» DATASET RECORDS
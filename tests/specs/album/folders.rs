//! Folder specs

use crate::prelude::*;

fn project_with_folder() -> (Project, String) {
    let temp = Project::empty();
    temp.image("shots/one.jpg");
    temp.image("shots/two.jpeg");
    temp.file("shots/notes.txt", "not an image");
    temp.rota().args(&["album", "create", "trips"]).passes();
    let dir = temp.path().join("shots").display().to_string();
    (temp, dir)
}

#[test]
fn folder_add_imports_images_only() {
    let (temp, dir) = project_with_folder();

    temp.rota()
        .args(&["folder", "add", "trips", &dir])
        .passes()
        .stdout_has("Added folder")
        .stdout_has("2 image(s) added");
}

#[test]
fn folder_refresh_picks_up_new_files() {
    let (temp, dir) = project_with_folder();
    let added = temp
        .rota()
        .args(&["-o", "json", "folder", "add", "trips", &dir])
        .passes()
        .json();
    let id = added["folder"]["id"].as_str().unwrap().to_string();

    temp.image("shots/three.webp");
    std::fs::remove_file(temp.path().join("shots/one.jpg")).unwrap();

    temp.rota()
        .args(&["folder", "refresh", &id])
        .passes()
        .stdout_has("1 image(s) added, 1 removed");
}

#[test]
fn folder_remove_drops_its_images() {
    let (temp, dir) = project_with_folder();
    let added = temp
        .rota()
        .args(&["-o", "json", "folder", "add", "trips", &dir])
        .passes()
        .json();
    let id = added["folder"]["id"].as_str().unwrap().to_string();

    temp.rota()
        .args(&["folder", "remove", &id])
        .passes()
        .stdout_has("Removed 1 folder(s) and 2 image(s)");
    temp.rota()
        .args(&["album", "show", "trips"])
        .passes()
        .stdout_has("Images (0):");
}

#[test]
fn folder_add_to_unknown_album_fails() {
    let (temp, dir) = project_with_folder();

    temp.rota()
        .args(&["folder", "add", "nowhere", &dir])
        .fails()
        .stderr_has("album not found");
}
// SPDX-License-Identifier: BUSL-1.1
// Copyright (c) 2026 Alfred Jean LLC

//! `rota daemon` - Daemon management commands

use anyhow::Result;
use clap::{Args, Subcommand};
use rota_daemon::DaemonPaths;

use crate::client::{daemon_stop, read_daemon_pid, ClientError, DaemonClient};
use crate::error::RotaError;
use crate::output::{self, OutputFormat};

#[derive(Args)]
pub struct DaemonArgs {
    #[command(subcommand)]
    pub command: DaemonCommand,
}

#[derive(Subcommand)]
pub enum DaemonCommand {
    /// Start the daemon in the background
    Start,
    /// Stop the daemon
    Stop,
    /// Show whether the daemon is running
    Status,
    /// Print the end of the daemon log
    Logs {
        /// Number of lines to show
        #[arg(long, short = 'n', default_value = "50")]
        lines: usize,
    },
}

pub async fn handle(args: DaemonArgs, format: OutputFormat) -> Result<()> {
    let paths = DaemonPaths::from_env()?;
    match args.command {
        DaemonCommand::Start => start(&paths).await,
        DaemonCommand::Stop => stop(&paths).await,
        DaemonCommand::Status => status(&paths, format).await,
        DaemonCommand::Logs { lines } => logs(&paths, lines),
    }
}

async fn start(paths: &DaemonPaths) -> Result<()> {
    if let Ok(client) = DaemonClient::connect(paths) {
        if client.ping().await.is_ok() {
            println!("Daemon already running");
            return Ok(());
        }
    }

    DaemonClient::connect_or_start()
        .await
        .map_err(RotaError::from)?;
    println!("Daemon started");
    Ok(())
}

async fn stop(paths: &DaemonPaths) -> Result<()> {
    if daemon_stop(paths).await? {
        println!("Daemon stopped");
    } else {
        println!("Daemon not running");
    }
    Ok(())
}

#[derive(serde::Serialize)]
struct DaemonInfo {
    running: bool,
    version: Option<String>,
    pid: Option<u32>,
    uptime_secs: Option<u64>,
    socket: String,
}

async fn status(paths: &DaemonPaths, format: OutputFormat) -> Result<()> {
    let mut info = DaemonInfo {
        running: false,
        version: None,
        pid: None,
        uptime_secs: None,
        socket: paths.socket_path.display().to_string(),
    };

    match DaemonClient::connect(paths) {
        Ok(client) => {
            if let Ok(version) = client.hello().await {
                let (uptime, _) = client.status().await?;
                info.running = true;
                info.version = Some(version);
                info.pid = read_daemon_pid(paths);
                info.uptime_secs = Some(uptime);
            }
        }
        Err(ClientError::DaemonNotRunning) => {}
        Err(e) => return Err(e.into()),
    }

    output::print(&info, format, |i| {
        if !i.running {
            return "Daemon not running\n".to_string();
        }
        format!(
            "Daemon running\n  Version: {}\n  PID: {}\n  Uptime: {}\n  Socket: {}\n",
            i.version.as_deref().unwrap_or("-"),
            i.pid.map(|p| p.to_string()).unwrap_or_else(|| "-".to_string()),
            humantime::format_duration(std::time::Duration::from_secs(
                i.uptime_secs.unwrap_or(0)
            )),
            i.socket
        )
    });
    Ok(())
}

fn logs(paths: &DaemonPaths, lines: usize) -> Result<()> {
    let content = match std::fs::read_to_string(&paths.log_path) {
        Ok(content) => content,
        Err(e) if e.kind() == std::io::ErrorKind::NotFound => {
            println!("No daemon log at {}", paths.log_path.display());
            return Ok(());
        }
        Err(e) => return Err(e.into()),
    };

    let all: Vec<&str> = content.lines().collect();
    for line in &all[all.len().saturating_sub(lines)..] {
        println!("{}", line);
    }
    Ok(())
}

» EXERCISE GOAL
Please repeat, exactly and only, the lines from the one containing "daemon log at" through the last line of the records, both included.

» ANSWER TO THE EXERCISE
            println!("No daemon log at {}", paths.log_path.display());
            return Ok(());
        }
        Err(e) => return Err(e.into()),
    };

    let all: Vec<&str> = content.lines().collect();
    for line in &all[all.len().saturating_sub(lines)..] {
        println!("{}", line);
    }
    Ok(())
}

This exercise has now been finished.